▸ What you should do
Return, from the material below, each line in which the word "Debug" is present.

Start of Block

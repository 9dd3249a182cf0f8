use super::migration::{unwrap_envelope, CURRENT_VERSION};
use anyhow::{Context, Result};
use serde::de::DeserializeOwned;
use serde::Serialize;

/// A named unit of persisted state. The timer is never persisted.
#[derive(Debug, Clone, Copy, PartialEq, Eq, Hash, PartialOrd, Ord)]
pub enum Slot {
    Tasks,
    Goals,
    History,
    Settings,
}

impl Slot {
    pub fn all() -> &'static [Slot] {
        &[Slot::Tasks, Slot::Goals, Slot::History, Slot::Settings]
    }

    pub fn key(&self) -> &'static str {
        match self {
            Slot::Tasks => "dofive-tasks",
            Slot::Goals => "dofive-goals",
            Slot::History => "dofive-history",
            Slot::Settings => "dofive-settings",
        }
    }

    pub fn file_name(&self) -> String {
        format!("{}.json", self.key())
    }
}

#[derive(Serialize)]
struct EnvelopeRef<'a, T> {
    version: u32,
    state: &'a T,
}

/// Wrap `state` in a `{ "version", "state" }` envelope as pretty JSON
pub fn encode<T: Serialize>(slot: Slot, state: &T) -> Result<String> {
    let envelope = EnvelopeRef {
        version: CURRENT_VERSION,
        state,
    };
    serde_json::to_string_pretty(&envelope)
        .with_context(|| format!("Failed to serialize slot {}", slot.key()))
}

/// Parse a stored slot, accepting both the envelope and the legacy bare shape
pub fn decode<T: DeserializeOwned>(slot: Slot, raw: &str) -> Result<T> {
    let value: serde_json::Value = serde_json::from_str(raw)
        .with_context(|| format!("Slot {} is not valid JSON", slot.key()))?;
    let state = unwrap_envelope(slot, value)?;
    serde_json::from_value(state).with_context(|| format!("Slot {} has an unexpected shape", slot.key()))
}
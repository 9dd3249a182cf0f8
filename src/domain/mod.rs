pub mod enums;
pub mod goal;
pub mod progress;
pub mod session;
pub mod settings;
pub mod task;

pub use enums::{GoalTimeframe, GoalType, Priority, SessionKind, TaskStatus, Theme, WeekStart};
pub use goal::{clamp_progress, completion_ratio, Goal, GoalDraft, GoalPatch, Milestone, MilestonePatch};
pub use progress::{DailyProgress, PeriodStats};
pub use session::TimerSession;
pub use settings::{Settings, SettingsPatch, DEFAULT_MAX_DAILY_TASKS};
pub use task::{Task, TaskDraft, TaskPatch};
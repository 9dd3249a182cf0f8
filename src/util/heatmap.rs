use crate::domain::DailyProgress;
use serde::{Deserialize, Serialize};

/// Tasks per day that saturate the task half of the score
pub const DEFAULT_MAX_TASKS: u32 = 5;
/// Tracked seconds per day that saturate the time half of the score (8 hours)
pub const DEFAULT_MAX_TIME: u64 = 8 * 60 * 60;

/// Calendar heatmap bucket
#[derive(Debug, Clone, Copy, PartialEq, Eq, PartialOrd, Ord, Serialize, Deserialize)]
#[serde(rename_all = "lowercase")]
pub enum HeatLevel {
    None = 0,
    Low = 1,
    Medium = 2,
    High = 3,
    Max = 4,
}

impl HeatLevel {
    /// Bucket a 0..=1 score at the 0 / 0.25 / 0.5 / 0.75 thresholds
    pub fn from_score(score: f64) -> Self {
        if score <= 0.0 || score.is_nan() {
            HeatLevel::None
        } else if score < 0.25 {
            HeatLevel::Low
        } else if score < 0.5 {
            HeatLevel::Medium
        } else if score < 0.75 {
            HeatLevel::High
        } else {
            HeatLevel::Max
        }
    }

    pub fn value(self) -> u8 {
        self as u8
    }

    /// Single character cell for terminal output
    pub fn glyph(self) -> char {
        match self {
            HeatLevel::None => '.',
            HeatLevel::Low => '░',
            HeatLevel::Medium => '▒',
            HeatLevel::High => '▓',
            HeatLevel::Max => '█',
        }
    }
}

/// Saturation points for the heatmap score
#[derive(Debug, Clone, Copy, PartialEq, Eq)]
pub struct HeatmapScale {
    pub max_tasks: u32,
    pub max_time: u64,
}

impl Default for HeatmapScale {
    fn default() -> Self {
        Self {
            max_tasks: DEFAULT_MAX_TASKS,
            max_time: DEFAULT_MAX_TIME,
        }
    }
}

impl HeatmapScale {
    /// Mean of the task ratio and the time ratio. A missing day scores 0.
    pub fn score(&self, progress: Option<&DailyProgress>) -> f64 {
        let Some(progress) = progress else {
            return 0.0;
        };
        let task_ratio = ratio(progress.tasks_completed as f64, self.max_tasks as f64);
        let time_ratio = ratio(progress.time_spent as f64, self.max_time as f64);
        (task_ratio + time_ratio) / 2.0
    }

    pub fn level(&self, progress: Option<&DailyProgress>) -> HeatLevel {
        HeatLevel::from_score(self.score(progress))
    }
}

fn ratio(value: f64, max: f64) -> f64 {
    if max <= 0.0 {
        0.0
    } else {
        value / max
    }
}

/// Heat level with the default scale
pub fn heat_level(progress: Option<&DailyProgress>) -> HeatLevel {
    HeatmapScale::default().level(progress)
}
use super::enums::{Priority, TaskStatus};
use chrono::{DateTime, Local, NaiveDate};
use serde::{Deserialize, Serialize};
use std::collections::BTreeSet;
use uuid::Uuid;

/// A single task planned for one calendar day
#[derive(Debug, Clone, PartialEq, Serialize, Deserialize)]
#[serde(rename_all = "camelCase")]
pub struct Task {
    pub id: Uuid,
    pub title: String,
    #[serde(default, skip_serializing_if = "Option::is_none")]
    pub description: Option<String>,
    pub priority: Priority,
    pub status: TaskStatus,
    /// Day the task is planned for
    pub date: NaiveDate,
    /// Linked goal; may point at a goal that no longer exists
    #[serde(default, skip_serializing_if = "Option::is_none")]
    pub goal_id: Option<Uuid>,
    /// Accumulated tracked time in seconds
    pub time_spent: u64,
    /// Estimated time in seconds
    #[serde(default, skip_serializing_if = "Option::is_none")]
    pub estimated_time: Option<u64>,
    #[serde(default)]
    pub tags: BTreeSet<String>,
    pub created_at: DateTime<Local>,
    pub updated_at: DateTime<Local>,
}

impl Task {
    /// Build a fresh task from a draft. Status and tracked time always start at zero.
    pub fn from_draft(draft: TaskDraft, now: DateTime<Local>) -> Self {
        Self {
            id: Uuid::new_v4(),
            title: draft.title,
            description: draft.description,
            priority: draft.priority,
            status: TaskStatus::Pending,
            date: draft.date,
            goal_id: draft.goal_id,
            time_spent: 0,
            estimated_time: draft.estimated_time,
            tags: draft.tags,
            created_at: now,
            updated_at: now,
        }
    }

    /// Copy of this task under a new id, reset to pending with no tracked time
    pub fn duplicate(&self, date: Option<NaiveDate>, now: DateTime<Local>) -> Self {
        Self {
            id: Uuid::new_v4(),
            date: date.unwrap_or(self.date),
            status: TaskStatus::Pending,
            time_spent: 0,
            created_at: now,
            updated_at: now,
            ..self.clone()
        }
    }

    pub fn apply(&mut self, patch: TaskPatch, now: DateTime<Local>) {
        if let Some(title) = patch.title {
            self.title = title;
        }
        if let Some(description) = patch.description {
            self.description = description;
        }
        if let Some(priority) = patch.priority {
            self.priority = priority;
        }
        if let Some(status) = patch.status {
            self.status = status;
        }
        if let Some(date) = patch.date {
            self.date = date;
        }
        if let Some(goal_id) = patch.goal_id {
            self.goal_id = goal_id;
        }
        if let Some(time_spent) = patch.time_spent {
            self.time_spent = time_spent;
        }
        if let Some(estimated_time) = patch.estimated_time {
            self.estimated_time = estimated_time;
        }
        if let Some(tags) = patch.tags {
            self.tags = tags;
        }
        self.updated_at = now;
    }

    pub fn is_completed(&self) -> bool {
        self.status.is_completed()
    }

    /// Planned for a day before `today` and still not completed
    pub fn is_overdue_as_of(&self, today: NaiveDate) -> bool {
        self.date < today && !self.is_completed()
    }

    /// Case-insensitive substring match over title, description and tags.
    /// `needle` must already be lowercase.
    pub fn matches(&self, needle: &str) -> bool {
        self.title.to_lowercase().contains(needle)
            || self
                .description
                .as_deref()
                .is_some_and(|d| d.to_lowercase().contains(needle))
            || self.tags.iter().any(|t| t.to_lowercase().contains(needle))
    }

    /// Ratio of tracked time to the estimate, if one was given
    pub fn estimate_ratio(&self) -> Option<f64> {
        match self.estimated_time {
            Some(0) | None => None,
            Some(estimate) => Some(self.time_spent as f64 / estimate as f64),
        }
    }
}

/// Fields a caller provides when creating a task
#[derive(Debug, Clone, PartialEq)]
pub struct TaskDraft {
    pub title: String,
    pub description: Option<String>,
    pub priority: Priority,
    pub date: NaiveDate,
    pub goal_id: Option<Uuid>,
    pub estimated_time: Option<u64>,
    pub tags: BTreeSet<String>,
}

impl TaskDraft {
    pub fn new(title: impl Into<String>, date: NaiveDate) -> Self {
        Self {
            title: title.into(),
            description: None,
            priority: Priority::default(),
            date,
            goal_id: None,
            estimated_time: None,
            tags: BTreeSet::new(),
        }
    }

    pub fn with_priority(mut self, priority: Priority) -> Self {
        self.priority = priority;
        self
    }

    pub fn with_description(mut self, description: impl Into<String>) -> Self {
        self.description = Some(description.into());
        self
    }

    pub fn with_goal(mut self, goal_id: Uuid) -> Self {
        self.goal_id = Some(goal_id);
        self
    }

    pub fn with_estimate(mut self, seconds: u64) -> Self {
        self.estimated_time = Some(seconds);
        self
    }

    pub fn with_tag(mut self, tag: impl Into<String>) -> Self {
        self.tags.insert(tag.into());
        self
    }
}

/// Partial update for a task. `None` leaves a field untouched; the nested
/// options on optional fields allow clearing them. Id and creation time are
/// not expressible here.
#[derive(Debug, Clone, Default, PartialEq)]
pub struct TaskPatch {
    pub title: Option<String>,
    pub description: Option<Option<String>>,
    pub priority: Option<Priority>,
    pub status: Option<TaskStatus>,
    pub date: Option<NaiveDate>,
    pub goal_id: Option<Option<Uuid>>,
    pub time_spent: Option<u64>,
    pub estimated_time: Option<Option<u64>>,
    pub tags: Option<BTreeSet<String>>,
}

End of Block

▸ Task response
#[derive(Debug, Clone, Copy, PartialEq, Eq, Hash, PartialOrd, Ord)]
#[derive(Debug, Clone, Copy, PartialEq, Eq, PartialOrd, Ord, Serialize, Deserialize)]
#[derive(Debug, Clone, Copy, PartialEq, Eq)]
#[derive(Debug, Clone, PartialEq, Serialize, Deserialize)]
#[derive(Debug, Clone, PartialEq)]
#[derive(Debug, Clone, Default, PartialEq)]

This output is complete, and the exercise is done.